Justiça ordena que juízes não liberem candidatos a asilo através de fiança

Foto15 William Barr Justiça ordena que juízes não liberem candidatos a asilo através de fiança
“Eu concluo que esses estrangeiros permanecem inelegíveis para fiança, seja chegando à fronteira ou detidos nos Estados Unidos”, escreveu Barr

A decisão foi tomada pelo Procurador Geral de Justiça William Barr e visa desencorajar as pessoas a buscarem asilo nos EUA

Na terça-feira (16), o Departamento de Justiça (DOJ) emitiu uma ordem que poderá manter milhares de imigrantes que solicitaram asilo detidos enquanto esperam a resolução de seus casos. Atualmente, esse período de espera pode levar meses ou anos.

A decisão do Procurador Geral de Justiça William Barr é o passo mais recente dado pela administração Trump com o objetivo de desencorajar as pessoas de buscarem asilo nos EUA. Através de uma decisão por escrito, a qual anula a política de 2005, Barr determina que os juízes de imigração não liberem os imigrantes através do pagamento de fiança, uma vez que os casos deles sejam aprovados para processo acelerado de remoção. Esse status é concedido somente depois que um candidato consegue com sucesso provar “medo crível de perseguição ou tortura” em seu país de origem.

“Eu concluo que esses estrangeiros permanecem inelegíveis para fiança, seja chegando à fronteira ou detidos nos Estados Unidos”, escreveu Barr, que possui a autoridade de cancelar decisões anteriores tomadas pelos tribunais de imigração.

Ao invés disso, os candidatos a asilo “devem ser mantidos detidos até que os processos de remoção deles sejam concluídos”. Somente as pessoas que receberam liberdade condicional pelo Departamento de Segurança Nacional (DHS) estarão elegíveis para liberação, conforme a ordem de Barr.

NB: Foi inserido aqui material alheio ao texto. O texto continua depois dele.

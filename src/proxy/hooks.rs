//! Request and response hooks for the egress proxy.
//!
//! Hooks decide what happens to each proxied transaction: forward it
//! (optionally rewriting headers), block it with a synthetic response, or
//! mock it without contacting the upstream. Policy enforcement is itself a
//! hook ([`PolicyRequestHook`]), installed only in the policied execution
//! mode.
//!
//! A hook that fails must never take down the proxy: errors are caught by
//! the caller, logged at WARN, and treated as "no modification".

use std::sync::Arc;

use async_trait::async_trait;

use crate::policy::{self, Policy};

/// What the hooks see for one request. The policy is the snapshot captured
/// at request arrival; swaps mid-flight never affect this request.
#[derive(Debug, Clone)]
pub struct RequestContext {
    pub method: String,
    pub url: String,
    pub host: String,
    pub path: String,
    pub policy: Arc<Policy>,
}

/// A fully specified response returned without contacting the upstream.
#[derive(Debug, Clone)]
pub struct MockResponse {
    pub status: u16,
    pub headers: Vec<(String, String)>,
    pub body: bytes::Bytes,
}

/// Decision from the request hook chain.
#[derive(Debug, Clone)]
pub enum RequestDecision {
    /// Let the request through, optionally rewriting headers.
    Forward {
        header_overrides: Vec<(String, String)>,
    },
    /// Refuse the request with a synthetic response.
    Block {
        status: u16,
        body: serde_json::Value,
        reason: String,
    },
    /// Answer from the hook without contacting the upstream.
    Mock(MockResponse),
}

impl RequestDecision {
    pub fn forward() -> Self {
        RequestDecision::Forward {
            header_overrides: vec![],
        }
    }

    /// The default denial: 403 with the standard JSON body.
    pub fn block(reason: impl Into<String>) -> Self {
        let reason = reason.into();
        RequestDecision::Block {
            status: 403,
            body: serde_json::json!({
                "error": "request blocked",
                "reason": reason,
                "blocked_by_policy": true,
            }),
            reason,
        }
    }
}

/// Decision from the response hook chain. A hook may override status,
/// headers, or body; it may not turn a real response into an error.
#[derive(Debug, Clone)]
pub enum ResponseDecision {
    PassThrough,
    Override {
        status: Option<u16>,
        headers: Vec<(String, String)>,
        body: Option<bytes::Bytes>,
    },
}

/// Hook invoked before a request is forwarded.
#[async_trait]
pub trait RequestHook: Send + Sync {
    async fn on_request(&self, ctx: &RequestContext) -> anyhow::Result<RequestDecision>;
}

/// Hook invoked on the upstream response before it is returned.
#[async_trait]
pub trait ResponseHook: Send + Sync {
    async fn on_response(
        &self,
        ctx: &RequestContext,
        status: u16,
    ) -> anyhow::Result<ResponseDecision>;
}

/// Policy-enforcing request hook. CONNECT requests get a domain-only
/// decision; everything else is evaluated against the full rule set.
pub struct PolicyRequestHook;

#[async_trait]
impl RequestHook for PolicyRequestHook {
    async fn on_request(&self, ctx: &RequestContext) -> anyhow::Result<RequestDecision> {
        let decision = if ctx.method == "CONNECT" {
            policy::decide_domain(&ctx.policy, &ctx.host)
        } else {
            policy::decide(&ctx.policy, &ctx.host, &ctx.method, &ctx.path)
        };

        if decision.allowed {
            Ok(RequestDecision::forward())
        } else {
            Ok(RequestDecision::block(decision.reason))
        }
    }
}

/// Hook that denies everything. Useful in tests and lockdown configurations.
pub struct DenyAllHook {
    reason: String,
}

impl DenyAllHook {
    pub fn new(reason: &str) -> Self {
        Self {
            reason: reason.to_string(),
        }
    }
}

#[async_trait]
impl RequestHook for DenyAllHook {
    async fn on_request(&self, _ctx: &RequestContext) -> anyhow::Result<RequestDecision> {
        Ok(RequestDecision::block(self.reason.clone()))
    }
}

#[cfg(test)]
mod tests {
    use super::*;
    use crate::policy::model::{DomainPattern, PolicySource};

    fn ctx(policy: Policy, method: &str, host: &str, path: &str) -> RequestContext {
        RequestContext {
            method: method.to_string(),
            url: format!("https://{}{}", host, path),
            host: host.to_string(),
            path: path.to_string(),
            policy: Arc::new(policy),
        }
    }

    fn allowing(domain: &str) -> Policy {
        Policy {
            allowed_domains: vec![DomainPattern::new(domain)],
            blocked_domains: vec![],
            api_path_rules: vec![],
            allowed_packages: vec![],
            allowed_binaries: vec![],
            source: PolicySource::Caller,
        }
    }

    #[tokio::test]
    async fn test_policy_hook_allows_listed_domain() {
        let hook = PolicyRequestHook;
        let decision = hook
            .on_request(&ctx(allowing("api.example.com"), "GET", "api.example.com", "/v1"))
            .await
            .unwrap();
        assert!(matches!(decision, RequestDecision::Forward { .. }));
    }

    #[tokio::test]
    async fn test_policy_hook_blocks_unlisted_domain() {
        let hook = PolicyRequestHook;
        let decision = hook
            .on_request(&ctx(Policy::deny_all(), "GET", "evil.test", "/"))
            .await
            .unwrap();
        match decision {
            RequestDecision::Block { status, body, reason } => {
                assert_eq!(status, 403);
                assert_eq!(body["blocked_by_policy"], true);
                assert!(reason.contains("domain not allowed"));
            }
            other => panic!("expected Block, got {:?}", other),
        }
    }

    #[tokio::test]
    async fn test_policy_hook_connect_uses_domain_only() {
        let hook = PolicyRequestHook;
        // Path rules would deny everything, but CONNECT only sees the domain.
        let mut policy = allowing("api.example.com");
        policy.api_path_rules = vec![crate::policy::model::HostRules {
            host: DomainPattern::new("api.example.com"),
            rules: vec![crate::policy::model::PathRule::new("*", "/*", false)],
        }];

        let decision = hook
            .on_request(&ctx(policy, "CONNECT", "api.example.com", "/"))
            .await
            .unwrap();
        assert!(matches!(decision, RequestDecision::Forward { .. }));
    }

    #[tokio::test]
    async fn test_deny_all_hook() {
        let hook = DenyAllHook::new("lockdown");
        let decision = hook
            .on_request(&ctx(Policy::permissive(), "GET", "api.example.com", "/"))
            .await
            .unwrap();
        assert!(matches!(decision, RequestDecision::Block { .. }));
    }

    #[test]
    fn test_default_block_shape() {
        if let RequestDecision::Block { status, body, .. } = RequestDecision::block("nope") {
            assert_eq!(status, 403);
            assert_eq!(body["reason"], "nope");
            assert_eq!(body["blocked_by_policy"], true);
            assert!(body.get("error").is_some());
        } else {
            panic!("expected Block");
        }
    }
}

A determinação de Barr não se aplica às famílias ou menores desacompanhados, que geralmente não podem continuar detidos por mais de 20 dias, conforme os termos do acordo Flores. Ainda não é certo como e onde o DOJ planeja deter mais pessoas. Em março, a Patrulha da Fronteira (CBP) informou o aumento do volume de famílias e menores desacompanhados, o que levou à uma “crise humanitária”.

“Nós estamos atualmente vivenciando um sistema amplo de emergência em nossas instalações de detenção e processamento”, disse Robert E. Perez, comissário do CBP.

“A crise humanitária criada pelo fluxo massivo de grupos familiares e crianças desacompanhadas nos últimos meses forçou o CBP a realocar recursos das nossas missões de segurança, comércio e viagens para processar e cuidar daqueles sob a nossa custódia”, acrescentou.

Ativistas defensores dos direitos dos imigrantes prometeram levar a decisão da administração Trump aos tribunais. Michael Tan, advogado do Projeto de Direito dos Imigrantes da ACLU, disse que “a Constituição não permite que o governo prenda as pessoas sem o processo duplo básico. Você não pode deter as pessoas sem concedê-las a audiência básica perante um juiz. Onde o juiz pode olhar para aquela pessoa e determinar se ela precisa ser detida em primeiro lugar”.